Both gold and silver prices are expected to continue experiencing significant volatility in the near term, according to Vedika Narvekar, Research Analyst for Commodities and Currencies at Anand Rathi Shares and Stock Brokers. This forecast comes after a week of sharp, data-driven price swings influenced by rapid developments in the Middle East.

Recent Price Movements and Market Drivers

Gold surged as much as 2.1% last week, reaching a one-month high near $4,838 per ounce. This rally was triggered by Iran signaling that the Strait of Hormuz was completely open, which led to a weaker US dollar and softer bond yields—both factors that typically support bullion prices. Market positioning also turned constructive, with money managers increasing their net bullish bets on gold to a four-week high and on silver to a twelve-week high as of April 14.

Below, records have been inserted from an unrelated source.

//! Classification of extraction tool failures
//!
//! The tool only reports failures as free text, so the mapping to an HTTP status
//! and a user-facing message is a substring match. It lives behind
//! [`ErrorClassifier`] so the table can change without touching the handler.
//!
//! The patterns match the tool's English output while the messages are localized;
//! nothing guarantees the tool keeps that wording across releases.

use axum::http::StatusCode;
use serde::{Deserialize, Serialize};
use utoipa::ToSchema;

/// Status and message chosen for a tool failure
#[derive(Debug, Clone, PartialEq, Eq)]
pub struct Classification {
    /// HTTP status of the response
    pub status: StatusCode,
    /// Text placed in the `error` field of the response body
    pub message: String,
}

/// Maps the raw text of a tool failure to a response
pub trait ErrorClassifier: Send + Sync {
    /// Classify a tool error message
    fn classify(&self, tool_error: &str) -> Classification;
}

/// One row of the substring table
#[derive(Clone, Debug, PartialEq, Eq, Serialize, Deserialize, ToSchema)]
pub struct ClassificationRule {
    /// Case-sensitive substring searched for in the tool's message
    pub pattern: String,
    /// HTTP status returned when the pattern matches
    pub status: u16,
    /// Message returned when the pattern matches
    pub message: String,
}

impl ClassificationRule {
    /// Create a rule
    pub fn new(pattern: impl Into<String>, status: u16, message: impl Into<String>) -> Self {
        Self {
            pattern: pattern.into(),
            status,
            message: message.into(),
        }
    }
}

/// The rules the service ships with
pub fn default_rules() -> Vec<ClassificationRule> {
    vec![
        ClassificationRule::new(
            "This video is unavailable",
            400,
            "Vídeo indisponível ou URL incorreta.",
        ),
        ClassificationRule::new(
            "Private video",
            403,
            "Este vídeo é privado e não pode ser baixado.",
        ),
        ClassificationRule::new(
            "age confirmation",
            403,
            "Este vídeo requer confirmação de idade.",
        ),
    ]
}

/// Ordered substring table; the first matching rule wins, no match is a 500
/// that surfaces the raw message.
#[derive(Clone, Debug)]
pub struct SubstringClassifier {
    rules: Vec<ClassificationRule>,
}

impl SubstringClassifier {
    /// Create a classifier from an ordered rule list
    pub fn new(rules: Vec<ClassificationRule>) -> Self {
        Self { rules }
    }

    /// Rules in evaluation order
    pub fn rules(&self) -> &[ClassificationRule] {
        &self.rules
    }
}

impl Default for SubstringClassifier {
    fn default() -> Self {
        Self::new(default_rules())
    }
}

impl ErrorClassifier for SubstringClassifier {
    fn classify(&self, tool_error: &str) -> Classification {
        for rule in &self.rules {
            if tool_error.contains(rule.pattern.as_str()) {
                return Classification {
                    status: StatusCode::from_u16(rule.status)
                        .unwrap_or(StatusCode::INTERNAL_SERVER_ERROR),
                    message: rule.message.clone(),
                };
            }
        }

        Classification {
            status: StatusCode::INTERNAL_SERVER_ERROR,
            message: format!("Erro ao processar vídeo: {}", tool_error),
        }
    }
}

However, the rally reversed quickly. Gold fell up to 3.1%, marking its largest drop in over two weeks, briefly sliding toward $4,720 per ounce. This decline was driven by ceasefire uncertainty, a stronger dollar, and firmer bond yields. Elevated crude oil prices kept inflation risks alive, dampening expectations of aggressive Federal Reserve easing. Despite these fluctuations, gold remains 10–11% below its peak war levels, indicating a market that is now range-bound and heavily influenced by headlines.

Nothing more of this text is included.